Task 2 – Fastest speed
This data for this task had
information on the fastest
speed a student has driven
at, and is one of the
variables in the full
Auckland University
Statistics Students Survey.
This data set also includes
information on Gender
and Ethnicity.
PART A – summary question
Question: I wonder what the median fastest speed driven at of
male Stage 1 Statistics students at Auckland University is?
Import the data file “fastest speed males.csv”
Use iNZight to answer this question
Make sure you include:
1) A bootstrapped confidence interval for the median, and screen shot of
your graphs
2) An interpretation of the confidence interval
From our bootstrap confidence interval - we are pretty
sure (it is a fairly safe bet) that the median fastest speed
driven at of male Stage 1 Statistics students at Auckland
University is between 100 km/hr and 120 km/hr
3) An answer to the question above, with justification
See above!
Task 2 – Fastest speed
PART B – does our method work?
Import the data file “fastest speed POPmales.csv”
Use iNZight and the Confidence interval coverage module to complete the
statement below:
From the software output, approximately 99.7%! of bootstrap
confidence intervals contain the population median.
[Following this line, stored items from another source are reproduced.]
//! Nado encoding helpers
//!
//! x18 fixed-point conversion, nonce and expiration generation, sender and
//! verifying-contract derivation, and the order appendix bit-field.

use std::collections::BTreeMap;
use std::str::FromStr;

use ethers::core::types::I256;
use rand::Rng;
use rust_decimal::{Decimal, RoundingStrategy};
use serde_json::Value;

use crate::adapters::errors::{ExchangeError, ExchangeResult};

use super::constants::{self, DEFAULT_SUBACCOUNT_HEX};
use super::types::NadoMarket;

/// 10^18 as an I256
fn x18_factor() -> I256 {
    I256::exp10(18)
}

// =============================================================================
// Decimal parsing
// =============================================================================

/// Parse a decimal string, accepting scientific notation as well
pub fn parse_decimal(raw: &str) -> ExchangeResult<Decimal> {
    let trimmed = raw.trim();
    Decimal::from_str(trimmed)
        .or_else(|_| Decimal::from_scientific(trimmed))
        .map_err(|e| ExchangeError::InvalidInput(format!("not a decimal: {:?} ({})", raw, e)))
}

/// Decimal from a JSON string or number leaf
pub fn decimal_from_value(value: &Value) -> ExchangeResult<Decimal> {
    match value {
        Value::String(s) => parse_decimal(s),
        Value::Number(n) => parse_decimal(&n.to_string()),
        other => Err(ExchangeError::InvalidInput(format!(
            "expected a numeric leaf, got {}",
            other
        ))),
    }
}

/// Round to the scale of `precision` (e.g. 0.01 -> 2 places), half to even
pub fn quantize(value: Decimal, precision: Decimal) -> Decimal {
    let scale = precision.scale();
    let mut rounded = value.round_dp_with_strategy(scale, RoundingStrategy::MidpointNearestEven);
    rounded.rescale(scale);
    rounded
}

// =============================================================================
// x18 conversion
// =============================================================================

/// Raw text of a numeric leaf
fn leaf_text(value: &Value) -> ExchangeResult<String> {
    match value {
        Value::String(s) => Ok(s.trim().to_string()),
        Value::Number(n) => Ok(n.to_string()),
        other => Err(ExchangeError::InvalidInput(format!(
            "expected a numeric leaf, got {}",
            other
        ))),
    }
}

/// Scalar x18 decode of an integer: `raw / 10^18`, optionally quantized
///
/// Whole and fractional parts are split on the 256-bit integer so raws far
/// beyond the Decimal mantissa still decode.
pub fn from_x18_integer(raw: I256, precision: Option<Decimal>) -> ExchangeResult<Decimal> {
    let out_of_range = || ExchangeError::InvalidInput(format!("x18 value out of range: {}", raw));
    let factor = x18_factor();
    let whole = raw.checked_div(factor).ok_or_else(out_of_range)?;
    let frac = raw.checked_rem(factor).ok_or_else(out_of_range)?;

    let whole = i128::try_from(whole)
        .ok()
        .and_then(|w| Decimal::try_from_i128_with_scale(w, 0).ok())
        .ok_or_else(out_of_range)?;
    let frac = i128::try_from(frac)
        .ok()
        .and_then(|f| Decimal::try_from_i128_with_scale(f, 18).ok())
        .ok_or_else(out_of_range)?;
    let value = whole.checked_add(frac).ok_or_else(out_of_range)?;

    Ok(match precision {
        Some(p) => quantize(value, p),
        None => value.normalize(),
    })
}

/// Scalar x18 decode of a string leaf
///
/// Integer raws take the 256-bit path; fractional or scientific raws fall
/// back to Decimal division.
pub fn from_x18_str(raw: &str, precision: Option<Decimal>) -> ExchangeResult<Decimal> {
    let trimmed = raw.trim();
    if let Ok(int) = I256::from_dec_str(trimmed) {
        return from_x18_integer(int, precision);
    }
    let value = parse_decimal(trimmed)?
        .checked_div(Decimal::from(1_000_000_000_000_000_000u64))
        .ok_or_else(|| ExchangeError::InvalidInput(format!("x18 decode overflow: {}", raw)))?;
    Ok(match precision {
        Some(p) => quantize(value, p),
        None => value.normalize(),
    })
}

/// Scalar x18 encode: optionally quantize, multiply by 10^18, round to an integer
pub fn to_x18_integer(value: Decimal, precision: Option<Decimal>) -> I256 {
    let value = match precision {
        Some(p) => quantize(value, p),
        None => value,
    };
    // at most 18 places left, so the scaled mantissa is exact
    let value = value.round_dp_with_strategy(18, RoundingStrategy::MidpointNearestEven);
    I256::from(value.mantissa()) * I256::exp10(18 - value.scale() as usize)
}

/// Decode one x18 leaf (string or number) straight to a Decimal
pub fn x18_value(value: &Value) -> ExchangeResult<Decimal> {
    from_x18_str(&leaf_text(value)?, None)
}

/// Decode every numeric leaf of `data` from x18 into a decimal string
///
/// Objects and arrays are walked recursively, `null` stays `null`, and any
/// other leaf (booleans) is rejected.
pub fn convert_from_x18(data: &Value, precision: Option<Decimal>) -> ExchangeResult<Value> {
    match data {
        Value::Null => Ok(Value::Null),
        Value::String(_) | Value::Number(_) => {
            let decoded = from_x18_str(&leaf_text(data)?, precision)?;
            Ok(Value::String(decoded.to_string()))
        }
        Value::Object(map) => map
            .iter()
            .map(|(k, v)| Ok((k.clone(), convert_from_x18(v, precision)?)))
            .collect::<ExchangeResult<serde_json::Map<_, _>>>()
            .map(Value::Object),
        Value::Array(items) => items
            .iter()
            .map(|v| convert_from_x18(v, precision))
            .collect::<ExchangeResult<Vec<_>>>()
            .map(Value::Array),
        Value::Bool(_) => Err(ExchangeError::InvalidInput(format!(
            "unsupported type for convert_from_x18: {}",
            data
        ))),
    }
}

/// Encode every numeric leaf of `data` as an x18 integer string
pub fn convert_to_x18(data: &Value, precision: Option<Decimal>) -> ExchangeResult<Value> {
    match data {
        Value::Null => Ok(Value::Null),
        Value::String(_) | Value::Number(_) => {
            let encoded = to_x18_integer(decimal_from_value(data)?, precision);
            Ok(Value::String(encoded.to_string()))
        }
        Value::Object(map) => map
            .iter()
            .map(|(k, v)| Ok((k.clone(), convert_to_x18(v, precision)?)))
            .collect::<ExchangeResult<serde_json::Map<_, _>>>()
            .map(Value::Object),
        Value::Array(items) => items
            .iter()
            .map(|v| convert_to_x18(v, precision))
            .collect::<ExchangeResult<Vec<_>>>()
            .map(Value::Array),
        Value::Bool(_) => Err(ExchangeError::InvalidInput(format!(
            "unsupported type for convert_to_x18: {}",
            data
        ))),
    }
}

// =============================================================================
// Identifiers
// =============================================================================

/// Hex string to 32 bytes, right-padded with zeros
pub fn hex_to_bytes32(hex_string: &str) -> ExchangeResult<[u8; 32]> {
    let stripped = hex_string.strip_prefix("0x").unwrap_or(hex_string);
    let bytes = hex::decode(stripped)
        .map_err(|e| ExchangeError::InvalidInput(format!("invalid hex {:?}: {}", hex_string, e)))?;
    if bytes.len() > 32 {
        return Err(ExchangeError::InvalidInput(format!(
            "{} bytes do not fit in bytes32",
            bytes.len()
        )));
    }
    let mut out = [0u8; 32];
    out[..bytes.len()].copy_from_slice(&bytes);
    Ok(out)
}

/// Nanosecond timestamp to seconds
pub fn convert_timestamp(timestamp_ns: &Value) -> ExchangeResult<f64> {
    let ns = decimal_from_value(timestamp_ns)?;
    let seconds = ns / Decimal::from(1_000_000_000u64);
    seconds
        .to_string()
        .parse::<f64>()
        .map_err(|e| ExchangeError::InvalidInput(format!("bad timestamp {}: {}", ns, e)))
}

/// Product id whose market matches `trading_pair` ("BTC-USDT0" -> "BTC/USDT0")
pub fn trading_pair_to_product_id(
    trading_pair: &str,
    markets: &BTreeMap<u32, NadoMarket>,
    perp_only: bool,
) -> Option<u32> {
    let market = trading_pair.replace('-', "/");
    markets
        .values()
        .filter(|m| !perp_only || m.symbol.to_lowercase().contains("perp"))
        .find(|m| m.market == market)
        .map(|m| m.product_id)
}

pub fn market_to_trading_pair(market: &str) -> String {
    market.replace('/', "-")
}

/// Market name for a symbol: "BTC-PERP" -> "BTC/USDT0"
pub fn symbol_to_market(symbol: &str) -> String {
    if symbol.contains('/') {
        return symbol.to_string();
    }
    let upper = symbol.to_uppercase();
    let base = upper
        .strip_suffix("-PERP")
        .or_else(|| upper.strip_suffix("_PERP"))
        .unwrap_or(&upper);
    format!("{}/{}", base, constants::QUOTE)
}

/// Wallet address plus the "default" subaccount, 32 bytes as hex
pub fn convert_address_to_sender(address: &str) -> ExchangeResult<String> {
    let stripped = address
        .strip_prefix("0x")
        .ok_or_else(|| ExchangeError::InvalidInput(format!("address must be 0x-prefixed: {:?}", address)))?;
    let bytes = hex::decode(stripped)
        .map_err(|e| ExchangeError::InvalidInput(format!("invalid address {:?}: {}", address, e)))?;
    if bytes.len() != 20 {
        return Err(ExchangeError::InvalidInput(format!(
            "address must be 20 bytes, got {}",
            bytes.len()
        )));
    }
    Ok(format!("{}{}", address, DEFAULT_SUBACCOUNT_HEX))
}

/// Per-product verifying contract: the product id big-endian in 20 bytes
pub fn generate_order_verifying_contract(product_id: u32) -> String {
    format!("0x{:040x}", product_id)
}

// =============================================================================
// Nonce, expiration, appendix
// =============================================================================

pub const DEFAULT_EXPIRY_SECONDS: u64 = 86_400;
pub const DEFAULT_NONCE_EXPIRY_MS: u64 = 90;

/// Unix seconds `expiry_seconds` after `timestamp`, as a string
pub fn generate_expiration(timestamp: f64, expiry_seconds: u64) -> String {
    (timestamp as u64 + expiry_seconds).to_string()
}

/// `((timestamp_ms + expiry_ms * 1000) << 20) + jitter` with jitter in 1..=1001
pub fn generate_nonce(timestamp: f64, expiry_ms: u64) -> u64 {
    let unix_epoch_ms = (timestamp * 1000.0 + (expiry_ms * 1000) as f64) as u64;
    let jitter: u64 = rand::thread_rng().gen_range(1..=1001);
    (unix_epoch_ms << 20) + jitter
}

/// Bit 11 of the appendix marks a reduce/close order
pub const CLOSE_POSITION_BIT: u128 = 1 << 11;

/// `(version & 0xFF) | ((tif & 3) << 9)`, plus the close bit when requested
pub fn build_order_appendix(time_in_force: &str, version: u32, close_position: bool) -> u128 {
    let tif = constants::time_in_force_code(time_in_force);
    let mut appendix = (version as u128 & 0xFF) | ((tif & 0x3) << 9);
    if close_position {
        appendix |= CLOSE_POSITION_BIT;
    }
    appendix
}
Put a screen shot of your graphs to support your answer.
Task 2 – Fastest speed
PART C – comparison question
Question:
I wonder what the difference in fastest speed
driven at is between males and females at Auckland University
(first year stats students)?
Import the data file “fastest speed.csv”
Use iNZight to answer this question
Make sure you include:
1) A bootstrapped confidence interval for the difference in medians, and
screen shot of your graphs
2) An interpretation of the confidence interval
 We’re
pretty sure (it’s a fairly safe bet) that the median
fastest speed driven at for males first year statistics
students at Auckland University is somewhere between 10
km per hour lower and 35 km per hour higher than the
median fastest speed driven at for females first year
statistics students at Auckland University
3) An answer to the question above, with justification
Based on these samples I would not make the call that
there is a difference in fastest driven at speeds between
males and female first year statistics students at Auckland
University. That is, I would not make the call that male
first year statistics students at Auckland University tend
to have a fast driven at speed than females in the whole
population.
The bootstrap confidence interval for the difference
between population median fastest time driven at of male
first year statistics students and the population median
fastest time driven at of female first year statistics
students does contain zero, indicating that there is no
difference in fastest driving speeds of the two genders.